April 3, 2015 1:48 pm

I was first introduced to the concept of “working from home” (WFH) when I was transferred to the US with a large technology company back in 2003. I relocated from Sydney to New Jersey for personal reasons and was fortunate to secure a “Global Program Manager” role which required flexibility as I was working with multiple time zones and over 20 countries. Initially I worked remotely from the local sales office but soon realised that with current technology, my location was irrelevant to my colleagues.

Running a large global program via phone and email at all hours of the day and night was a very different style of working and required me to adapt accordingly and learn some new skills. I had to learn to manage and present on global ‘concalls’ to large groups of people with different language skills and cultural backgrounds, most of whom I would never meet. I become a PowerPoint guru as I carefully put together materials for every meeting in a clear format. Often it was clear that people were multi-tasking during the calls and occasionally I even heard snoring from people doing the late shift in another time zone! Many days I did not leave the house (which was the tidiest it’s ever been) or even get out of my pyjamas when I was really busy. I did have great work/life balance during that period of my life, but the downside was that I started to get quite lonely and isolated in the way I worked.

Periodically we had staff meetings and the rest of my team (located all over the world) would congregate in one of the company’s large campuses located in the San Francisco Bay area. It was fantastic to catch up with everyone and we would work hard and party harder for the week we were together. The campuses were amazing places with large cafes, games rooms and volley ball nets. Everyone would hang out and have meetings over coffee. Much to my surprise the campuses were ‘pet friendly’ – imagine bringing your pet Rottweiler into work with you! This was my way of working for approximately 5 years and it was a fun time in my life.

I moved back to Australia and secured a role with an Australian investment bank. I knew I needed to look the part so I bought a business suit. When I first saw myself in the mirror dressed for the new role it was a shock; I just did not feel like me and to be honest, I wasn’t sure how I was going to cope being around people every day in an office environment. However, I soon adjusted to a very social office environment with lunches, coffees, and drinks after work. From a work perspective, it allowed a different kind of productivity as there are many things I discovered could be resolved so much more easily on a whiteboard face to face. Instead of running global concalls I was running workshops and I really enjoyed it. I did ask to work from home when I was busy and I needed ‘quiet time’, however [culturally] it was not the norm and no one really did it. The few times I did work from home people in the office didn’t get it so I soon stopped asking.

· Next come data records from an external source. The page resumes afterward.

//! Bounded single-producer/single-consumer hand-off with drop-oldest
//! overflow.
//!
//! The pipeline stages are connected by these rings. The drop policy is
//! deliberately newest-preserving: a producer is never blocked by a slow
//! consumer, and a dropped element is preferable to the consumer acting on
//! stale data. Head and tail updates are serialized by a mutex so `push`
//! and `pop` are never observed in a torn state.

use std::collections::VecDeque;
use std::sync::{Arc, Mutex};

struct Shared<T> {
    queue: Mutex<VecDeque<T>>,
    capacity: usize,
}

/// Producer half of a ring.
pub struct Sender<T> {
    shared: Arc<Shared<T>>,
}

/// Consumer half of a ring.
pub struct Receiver<T> {
    shared: Arc<Shared<T>>,
}

/// Create a ring of the given capacity. Panics if `capacity` is zero.
pub fn ring<T>(capacity: usize) -> (Sender<T>, Receiver<T>) {
    assert!(capacity > 0, "ring capacity must be nonzero");
    let shared = Arc::new(Shared {
        queue: Mutex::new(VecDeque::with_capacity(capacity)),
        capacity,
    });
    (
        Sender {
            shared: shared.clone(),
        },
        Receiver { shared },
    )
}

impl<T> Sender<T> {
    /// Append an element. When the ring is full the oldest element is
    /// overwritten and returned so the caller can log the drop.
    pub fn push(&self, item: T) -> Option<T> {
        let mut q = self.shared.queue.lock().unwrap();
        let dropped = if q.len() == self.shared.capacity {
            q.pop_front()
        } else {
            None
        };
        q.push_back(item);
        dropped
    }

    pub fn len(&self) -> usize {
        self.shared.queue.lock().unwrap().len()
    }

    pub fn is_empty(&self) -> bool {
        self.len() == 0
    }

    pub fn capacity(&self) -> usize {
        self.shared.capacity
    }

    /// True once the consumer half has been dropped.
    pub fn is_disconnected(&self) -> bool {
        Arc::strong_count(&self.shared) < 2
    }
}

impl<T> Receiver<T> {
    /// Remove and return the oldest element, or `None` when empty. Never
    /// blocks.
    pub fn pop(&self) -> Option<T> {
        self.shared.queue.lock().unwrap().pop_front()
    }

    /// Discard everything buffered and return the newest element, if any.
    pub fn pop_newest(&self) -> Option<T> {
        let mut q = self.shared.queue.lock().unwrap();
        let newest = q.pop_back();
        q.clear();
        newest
    }

    pub fn len(&self) -> usize {
        self.shared.queue.lock().unwrap().len()
    }

    pub fn is_empty(&self) -> bool {
        self.len() == 0
    }

    pub fn capacity(&self) -> usize {
        self.shared.capacity
    }

    /// True once the producer half has been dropped.
    pub fn is_disconnected(&self) -> bool {
        Arc::strong_count(&self.shared) < 2
    }
}

#[cfg(test)]
mod tests {
    use super::*;

    #[test]
    fn fifo_order() {
        let (tx, rx) = ring(4);
        for i in 0..3 {
            assert!(tx.push(i).is_none());
        }
        assert_eq!(rx.pop(), Some(0));
        assert_eq!(rx.pop(), Some(1));
        assert_eq!(rx.pop(), Some(2));
        assert_eq!(rx.pop(), None);
    }

    #[test]
    fn overflow_drops_oldest_preserving_fifo() {
        // After pushing N items into a capacity-K ring with no pops (N>K),
        // the N-K oldest are dropped and the remaining K keep FIFO order.
        let (tx, rx) = ring(3);
        let mut dropped = Vec::new();
        for i in 0..10 {
            if let Some(d) = tx.push(i) {
                dropped.push(d);
            }
        }
        assert_eq!(dropped, vec![0, 1, 2, 3, 4, 5, 6]);
        assert_eq!(rx.len(), 3);
        assert_eq!(rx.pop(), Some(7));
        assert_eq!(rx.pop(), Some(8));
        assert_eq!(rx.pop(), Some(9));
        assert_eq!(rx.pop(), None);
    }

    #[test]
    fn pop_newest_discards_backlog() {
        let (tx, rx) = ring(8);
        for i in 0..5 {
            tx.push(i);
        }
        assert_eq!(rx.pop_newest(), Some(4));
        assert!(rx.is_empty());
    }

    #[test]
    fn concurrent_push_pop_not_torn() {
        let (tx, rx) = ring(16);
        let producer = std::thread::spawn(move || {
            for i in 0u64..10_000 {
                tx.push(i);
            }
        });
        let mut last = None;
        loop {
            match rx.pop() {
                Some(v) => {
                    // Values always come out in increasing order even while
                    // the producer is overwriting.
                    if let Some(prev) = last {
                        assert!(v > prev, "out of order: {v} after {prev}");
                    }
                    last = Some(v);
                    if v == 9_999 {
                        break;
                    }
                }
                None => {
                    if rx.is_disconnected() && rx.is_empty() {
                        break;
                    }
                    std::thread::yield_now();
                }
            }
        }
        producer.join().unwrap();
    }

    #[test]
    fn disconnect_is_observable() {
        let (tx, rx) = ring::<u8>(1);
        assert!(!rx.is_disconnected());
        drop(tx);
        assert!(rx.is_disconnected());
    }
}
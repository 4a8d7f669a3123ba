use std::collections::VecDeque;
use std::time::{Duration, Instant};

use autoaim_types::ImuSample;

fn stamp_distance(a: Instant, b: Instant) -> Duration {
    if a >= b {
        a - b
    } else {
        b - a
    }
}

/// Bounded store of parsed IMU samples, newest at the back.
///
/// The parser thread pushes; the capture and fire stages read. Matching a
/// sample to a frame consumes it and discards everything older, so a frame
/// is never paired with a sample an earlier frame already used.
pub(crate) struct SampleStore {
    samples: VecDeque<ImuSample>,
    capacity: usize,
}

impl SampleStore {
    pub(crate) fn new(capacity: usize) -> SampleStore {
        SampleStore {
            samples: VecDeque::with_capacity(capacity),
            capacity,
        }
    }

    pub(crate) fn push(&mut self, sample: ImuSample) {
        if self.samples.len() == self.capacity {
            self.samples.pop_front();
        }
        self.samples.push_back(sample);
    }

    pub(crate) fn newest(&self) -> Option<ImuSample> {
        self.samples.back().copied()
    }

    /// The newest sample whose stamp is within `freshness` of
    /// `capture_time`, consuming it and discarding all older samples.
    pub(crate) fn take_for_frame(
        &mut self,
        capture_time: Instant,
        freshness: Duration,
    ) -> Option<ImuSample> {
        let pos = self
            .samples
            .iter()
            .rposition(|s| stamp_distance(s.stamp, capture_time) <= freshness)?;
        let sample = self.samples[pos];
        self.samples.drain(..=pos);
        Some(sample)
    }
}

#[cfg(test)]
mod tests {
    use super::*;

    fn sample_at(stamp: Instant) -> ImuSample {
        ImuSample::zero(stamp)
    }

    #[test]
    fn freshness_boundary_is_inclusive() {
        let t0 = Instant::now();
        let freshness = Duration::from_millis(10);

        let mut store = SampleStore::new(8);
        store.push(sample_at(t0));
        // Exactly 10 ms away: accepted.
        assert!(store
            .take_for_frame(t0 + Duration::from_millis(10), freshness)
            .is_some());

        let mut store = SampleStore::new(8);
        store.push(sample_at(t0));
        // 10 ms + epsilon: rejected.
        assert!(store
            .take_for_frame(t0 + Duration::from_micros(10_001), freshness)
            .is_none());
    }

    #[test]
    fn newest_matching_sample_wins_and_older_are_discarded() {
        let t0 = Instant::now();
        let freshness = Duration::from_millis(10);
        let mut store = SampleStore::new(8);
        for ms in [0u64, 2, 4, 6] {
            store.push(sample_at(t0 + Duration::from_millis(ms)));
        }
        let got = store
            .take_for_frame(t0 + Duration::from_millis(5), freshness)
            .unwrap();
        assert_eq!(got.stamp, t0 + Duration::from_millis(6));
        // Everything up to the match is gone.
        assert!(store.newest().is_none());
    }

    #[test]
    fn stale_samples_do_not_match() {
        let t0 = Instant::now();
        let freshness = Duration::from_millis(10);
        let mut store = SampleStore::new(8);
        store.push(sample_at(t0));
        // Frame captured 50 ms later than the only sample: dropped.
        assert!(store
            .take_for_frame(t0 + Duration::from_millis(50), freshness)
            .is_none());
        // The stale sample stays available to `newest` until overwritten.
        assert!(store.newest().is_some());
    }

    #[test]
    fn store_is_bounded() {
        let t0 = Instant::now();
        let mut store = SampleStore::new(4);
        for i in 0..100u64 {
            store.push(sample_at(t0 + Duration::from_millis(i)));
        }
        assert_eq!(
            store.newest().unwrap().stamp,
            t0 + Duration::from_millis(99)
        );
    }
}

My next role was at a large (Australian) global engineering firm where I was able to negotiate some informal work from home time due to the role and its seniority. However again this flexible working arrangement was not encouraged nor practiced by those at the top. I continued to do it occasionally when I had to, but I never felt comfortable working from home or trusted in spite of always delivering my work.

Fast forward to now.  After 20+ years in the workforce in different roles, industries, working styles, office environments, experiences and countries, I know what works for me. I am now a “flexible worker” currently contracted to a great organisation that is trying to encourage more flexible working practices. Like me, they see the value to both the employee and the company – minimising the cost of real estate, greater productivity from happier employees and most importantly, keeping good people because they want to work there. I have found when you entrust people in the right circumstances they deliver much more for you than they do when they are micromanaged.

For me personally, my optimal working environment and where I am the most productive, is where I can adjust my office days and home days as required to do the job. I am extremely fortunate to have had the opportunities and experiences I have had in my working life to date and I would encourage everyone to try out different situations until they find what works for them and then build up the confidence to go out and get it.